Top of Records shown
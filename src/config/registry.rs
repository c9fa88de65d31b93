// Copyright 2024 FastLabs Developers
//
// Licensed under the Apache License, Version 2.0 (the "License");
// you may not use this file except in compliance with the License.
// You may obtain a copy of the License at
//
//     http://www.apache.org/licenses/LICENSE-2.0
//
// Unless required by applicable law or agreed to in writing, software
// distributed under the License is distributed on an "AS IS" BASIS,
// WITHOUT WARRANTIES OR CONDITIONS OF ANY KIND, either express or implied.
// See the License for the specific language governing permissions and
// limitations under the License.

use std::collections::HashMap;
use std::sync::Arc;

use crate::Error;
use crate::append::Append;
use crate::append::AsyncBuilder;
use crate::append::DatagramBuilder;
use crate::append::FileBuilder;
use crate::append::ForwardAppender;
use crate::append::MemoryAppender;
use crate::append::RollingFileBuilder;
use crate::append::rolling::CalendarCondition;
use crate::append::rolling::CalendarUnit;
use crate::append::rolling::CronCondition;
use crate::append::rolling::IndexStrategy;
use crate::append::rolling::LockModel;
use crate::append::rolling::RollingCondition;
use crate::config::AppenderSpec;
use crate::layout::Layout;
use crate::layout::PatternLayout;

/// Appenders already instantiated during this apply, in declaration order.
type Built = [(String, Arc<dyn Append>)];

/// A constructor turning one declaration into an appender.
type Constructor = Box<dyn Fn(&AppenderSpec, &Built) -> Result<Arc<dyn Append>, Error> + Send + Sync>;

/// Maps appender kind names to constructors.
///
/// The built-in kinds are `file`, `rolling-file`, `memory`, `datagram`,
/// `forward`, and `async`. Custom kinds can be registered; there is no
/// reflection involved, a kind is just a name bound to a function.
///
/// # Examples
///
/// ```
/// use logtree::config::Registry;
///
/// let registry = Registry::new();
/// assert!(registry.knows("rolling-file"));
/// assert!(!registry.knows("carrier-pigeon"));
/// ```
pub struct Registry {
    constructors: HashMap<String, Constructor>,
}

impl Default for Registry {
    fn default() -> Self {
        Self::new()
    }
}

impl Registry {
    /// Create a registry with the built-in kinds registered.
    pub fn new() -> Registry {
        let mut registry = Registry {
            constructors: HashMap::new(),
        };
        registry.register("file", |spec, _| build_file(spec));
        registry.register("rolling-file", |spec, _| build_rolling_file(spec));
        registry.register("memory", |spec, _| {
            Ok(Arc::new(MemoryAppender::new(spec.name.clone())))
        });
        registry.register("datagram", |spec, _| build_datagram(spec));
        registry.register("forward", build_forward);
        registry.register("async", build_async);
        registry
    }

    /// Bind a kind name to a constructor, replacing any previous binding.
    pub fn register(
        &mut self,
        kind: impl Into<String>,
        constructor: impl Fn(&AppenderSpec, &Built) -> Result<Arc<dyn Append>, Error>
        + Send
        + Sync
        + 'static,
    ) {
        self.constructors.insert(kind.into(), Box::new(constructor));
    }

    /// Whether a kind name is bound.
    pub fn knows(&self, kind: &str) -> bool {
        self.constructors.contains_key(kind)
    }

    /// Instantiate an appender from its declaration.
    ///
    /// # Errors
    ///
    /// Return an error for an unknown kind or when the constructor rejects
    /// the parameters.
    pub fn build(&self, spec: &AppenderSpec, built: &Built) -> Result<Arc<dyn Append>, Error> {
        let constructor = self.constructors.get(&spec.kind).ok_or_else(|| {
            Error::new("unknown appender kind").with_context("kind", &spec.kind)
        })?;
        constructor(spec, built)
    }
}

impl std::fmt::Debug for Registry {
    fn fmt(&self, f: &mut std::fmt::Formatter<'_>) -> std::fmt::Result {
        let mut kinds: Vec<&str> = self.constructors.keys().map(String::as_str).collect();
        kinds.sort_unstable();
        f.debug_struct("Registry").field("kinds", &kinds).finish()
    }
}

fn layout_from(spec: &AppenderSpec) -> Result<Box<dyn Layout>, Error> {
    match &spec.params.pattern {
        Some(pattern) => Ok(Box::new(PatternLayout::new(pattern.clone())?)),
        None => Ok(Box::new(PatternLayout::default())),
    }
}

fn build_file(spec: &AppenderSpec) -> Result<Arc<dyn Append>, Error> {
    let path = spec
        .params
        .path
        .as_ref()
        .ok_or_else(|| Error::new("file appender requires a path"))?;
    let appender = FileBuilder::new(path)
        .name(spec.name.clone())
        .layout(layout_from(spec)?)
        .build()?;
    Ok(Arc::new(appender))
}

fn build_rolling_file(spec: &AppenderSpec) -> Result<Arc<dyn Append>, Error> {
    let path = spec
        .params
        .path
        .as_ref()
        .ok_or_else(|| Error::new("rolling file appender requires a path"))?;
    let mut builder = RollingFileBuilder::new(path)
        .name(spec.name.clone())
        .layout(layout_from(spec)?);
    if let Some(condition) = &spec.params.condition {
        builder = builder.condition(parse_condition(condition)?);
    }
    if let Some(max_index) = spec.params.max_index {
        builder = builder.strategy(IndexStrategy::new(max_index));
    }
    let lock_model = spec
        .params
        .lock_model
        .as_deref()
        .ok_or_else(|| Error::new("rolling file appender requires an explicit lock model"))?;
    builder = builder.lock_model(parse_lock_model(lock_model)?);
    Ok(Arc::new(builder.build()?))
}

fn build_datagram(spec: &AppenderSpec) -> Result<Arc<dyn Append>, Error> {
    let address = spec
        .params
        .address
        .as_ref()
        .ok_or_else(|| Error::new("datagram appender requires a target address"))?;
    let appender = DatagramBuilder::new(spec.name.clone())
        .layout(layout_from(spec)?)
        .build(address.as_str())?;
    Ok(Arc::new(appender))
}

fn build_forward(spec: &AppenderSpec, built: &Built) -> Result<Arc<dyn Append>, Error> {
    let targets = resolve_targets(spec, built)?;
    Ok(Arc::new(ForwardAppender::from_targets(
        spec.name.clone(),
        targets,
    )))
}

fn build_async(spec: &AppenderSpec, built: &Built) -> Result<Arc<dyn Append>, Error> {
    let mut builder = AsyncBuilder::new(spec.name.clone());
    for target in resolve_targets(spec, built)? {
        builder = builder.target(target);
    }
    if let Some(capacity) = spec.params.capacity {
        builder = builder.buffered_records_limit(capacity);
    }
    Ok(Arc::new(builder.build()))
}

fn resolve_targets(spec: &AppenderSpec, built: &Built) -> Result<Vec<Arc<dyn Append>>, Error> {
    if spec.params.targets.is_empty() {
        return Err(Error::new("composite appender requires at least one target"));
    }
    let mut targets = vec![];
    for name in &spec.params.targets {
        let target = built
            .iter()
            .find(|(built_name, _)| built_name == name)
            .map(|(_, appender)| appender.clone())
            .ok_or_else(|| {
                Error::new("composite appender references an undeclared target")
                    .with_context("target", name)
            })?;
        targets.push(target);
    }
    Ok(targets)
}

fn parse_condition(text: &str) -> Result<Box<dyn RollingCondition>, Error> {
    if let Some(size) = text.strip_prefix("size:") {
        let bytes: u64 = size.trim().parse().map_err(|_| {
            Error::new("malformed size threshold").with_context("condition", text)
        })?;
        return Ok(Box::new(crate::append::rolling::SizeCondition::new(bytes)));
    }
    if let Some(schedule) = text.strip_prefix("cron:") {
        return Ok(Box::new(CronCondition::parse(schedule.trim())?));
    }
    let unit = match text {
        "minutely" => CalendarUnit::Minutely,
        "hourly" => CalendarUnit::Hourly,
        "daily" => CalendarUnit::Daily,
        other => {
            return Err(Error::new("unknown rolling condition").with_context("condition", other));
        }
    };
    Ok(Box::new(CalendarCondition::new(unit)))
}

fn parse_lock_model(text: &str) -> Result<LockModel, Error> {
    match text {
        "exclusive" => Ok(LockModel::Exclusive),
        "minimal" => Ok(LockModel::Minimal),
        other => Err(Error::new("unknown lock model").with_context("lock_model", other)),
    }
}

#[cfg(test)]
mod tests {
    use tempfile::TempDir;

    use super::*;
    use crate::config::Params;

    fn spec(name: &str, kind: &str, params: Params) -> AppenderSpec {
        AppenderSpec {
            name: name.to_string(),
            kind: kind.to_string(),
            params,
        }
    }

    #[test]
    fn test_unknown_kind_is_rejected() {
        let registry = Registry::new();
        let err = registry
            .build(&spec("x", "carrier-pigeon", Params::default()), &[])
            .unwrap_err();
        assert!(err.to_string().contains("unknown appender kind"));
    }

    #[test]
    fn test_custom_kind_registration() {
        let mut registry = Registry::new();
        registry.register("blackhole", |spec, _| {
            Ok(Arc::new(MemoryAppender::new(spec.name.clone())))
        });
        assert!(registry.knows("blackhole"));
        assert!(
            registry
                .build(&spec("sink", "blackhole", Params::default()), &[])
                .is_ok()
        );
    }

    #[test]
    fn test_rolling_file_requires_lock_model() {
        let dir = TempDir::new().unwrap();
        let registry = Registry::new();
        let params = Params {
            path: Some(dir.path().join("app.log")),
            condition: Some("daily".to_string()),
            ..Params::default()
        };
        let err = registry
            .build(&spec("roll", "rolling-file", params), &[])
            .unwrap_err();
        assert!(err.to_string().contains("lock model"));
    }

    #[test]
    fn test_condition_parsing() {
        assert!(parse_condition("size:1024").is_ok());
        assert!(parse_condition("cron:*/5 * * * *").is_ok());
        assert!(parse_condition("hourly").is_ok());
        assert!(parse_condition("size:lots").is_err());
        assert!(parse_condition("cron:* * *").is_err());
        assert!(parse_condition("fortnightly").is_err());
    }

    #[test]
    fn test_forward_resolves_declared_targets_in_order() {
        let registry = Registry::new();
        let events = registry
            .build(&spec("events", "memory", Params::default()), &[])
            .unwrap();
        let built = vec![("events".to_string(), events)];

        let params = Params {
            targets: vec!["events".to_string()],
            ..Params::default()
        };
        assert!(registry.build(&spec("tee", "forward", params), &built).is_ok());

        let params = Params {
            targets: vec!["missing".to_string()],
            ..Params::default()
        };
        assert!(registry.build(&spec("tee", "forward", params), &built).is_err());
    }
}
Bottom of Records shown
Top of Records shown
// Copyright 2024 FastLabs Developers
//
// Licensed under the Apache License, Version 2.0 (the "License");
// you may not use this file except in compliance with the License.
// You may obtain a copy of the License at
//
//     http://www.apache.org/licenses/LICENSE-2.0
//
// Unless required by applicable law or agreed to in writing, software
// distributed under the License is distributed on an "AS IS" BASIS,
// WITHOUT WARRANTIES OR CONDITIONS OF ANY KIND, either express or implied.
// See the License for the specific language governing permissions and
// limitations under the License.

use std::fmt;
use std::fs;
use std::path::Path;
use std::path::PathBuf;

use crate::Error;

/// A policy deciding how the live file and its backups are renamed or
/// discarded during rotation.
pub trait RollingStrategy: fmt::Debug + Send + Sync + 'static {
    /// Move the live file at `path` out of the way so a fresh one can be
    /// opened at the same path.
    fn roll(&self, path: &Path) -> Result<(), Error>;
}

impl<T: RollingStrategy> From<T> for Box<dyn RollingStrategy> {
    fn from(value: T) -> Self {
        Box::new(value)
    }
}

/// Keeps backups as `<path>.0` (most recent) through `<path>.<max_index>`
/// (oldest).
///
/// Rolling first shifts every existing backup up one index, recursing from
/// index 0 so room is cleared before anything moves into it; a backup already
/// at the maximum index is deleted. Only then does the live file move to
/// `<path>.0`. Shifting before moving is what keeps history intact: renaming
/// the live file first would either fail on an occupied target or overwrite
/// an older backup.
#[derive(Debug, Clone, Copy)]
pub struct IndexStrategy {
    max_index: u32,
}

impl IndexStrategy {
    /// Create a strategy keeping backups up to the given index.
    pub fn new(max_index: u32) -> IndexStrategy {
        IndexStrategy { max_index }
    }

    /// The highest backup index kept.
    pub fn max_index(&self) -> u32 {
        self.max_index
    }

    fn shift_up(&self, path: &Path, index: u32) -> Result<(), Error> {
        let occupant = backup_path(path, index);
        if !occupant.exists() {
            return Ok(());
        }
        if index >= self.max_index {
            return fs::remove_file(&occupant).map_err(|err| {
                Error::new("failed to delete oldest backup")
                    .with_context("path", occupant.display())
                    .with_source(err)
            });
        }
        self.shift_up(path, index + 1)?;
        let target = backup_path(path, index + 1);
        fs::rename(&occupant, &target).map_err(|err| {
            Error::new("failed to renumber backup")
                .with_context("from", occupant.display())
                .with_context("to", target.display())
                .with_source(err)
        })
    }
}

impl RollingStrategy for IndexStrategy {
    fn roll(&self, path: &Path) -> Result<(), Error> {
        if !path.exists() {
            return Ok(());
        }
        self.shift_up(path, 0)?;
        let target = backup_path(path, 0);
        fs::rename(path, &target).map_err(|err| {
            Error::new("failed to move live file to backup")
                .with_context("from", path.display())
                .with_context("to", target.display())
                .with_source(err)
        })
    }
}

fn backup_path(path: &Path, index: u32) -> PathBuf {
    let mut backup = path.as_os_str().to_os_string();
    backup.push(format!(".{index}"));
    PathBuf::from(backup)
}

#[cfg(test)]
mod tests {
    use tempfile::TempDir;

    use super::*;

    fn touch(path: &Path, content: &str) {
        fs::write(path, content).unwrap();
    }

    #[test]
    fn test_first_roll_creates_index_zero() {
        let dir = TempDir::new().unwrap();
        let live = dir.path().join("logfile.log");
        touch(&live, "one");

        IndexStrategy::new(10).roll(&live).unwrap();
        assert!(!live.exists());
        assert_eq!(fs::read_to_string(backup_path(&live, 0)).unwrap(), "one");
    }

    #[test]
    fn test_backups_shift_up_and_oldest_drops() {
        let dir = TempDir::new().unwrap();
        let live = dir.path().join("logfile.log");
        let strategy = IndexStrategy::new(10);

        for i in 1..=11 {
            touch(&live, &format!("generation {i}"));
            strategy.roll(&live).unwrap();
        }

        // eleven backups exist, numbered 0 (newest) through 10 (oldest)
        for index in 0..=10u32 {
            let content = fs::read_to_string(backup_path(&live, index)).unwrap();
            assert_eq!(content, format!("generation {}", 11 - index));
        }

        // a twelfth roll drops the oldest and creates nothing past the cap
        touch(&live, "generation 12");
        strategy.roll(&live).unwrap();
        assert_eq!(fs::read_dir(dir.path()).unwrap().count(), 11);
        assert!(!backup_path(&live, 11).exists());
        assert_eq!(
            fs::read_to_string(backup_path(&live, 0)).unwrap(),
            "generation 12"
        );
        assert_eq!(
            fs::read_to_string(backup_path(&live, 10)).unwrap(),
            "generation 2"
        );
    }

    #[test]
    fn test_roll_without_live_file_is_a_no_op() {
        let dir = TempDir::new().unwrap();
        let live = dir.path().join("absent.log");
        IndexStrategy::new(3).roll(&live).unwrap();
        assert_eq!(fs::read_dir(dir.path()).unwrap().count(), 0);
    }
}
Bottom of Records shown
* [Task prompt]: Lines containing the string "capacity" in the material: report how many there are, with no added words.

* [Response to the exercise]: 2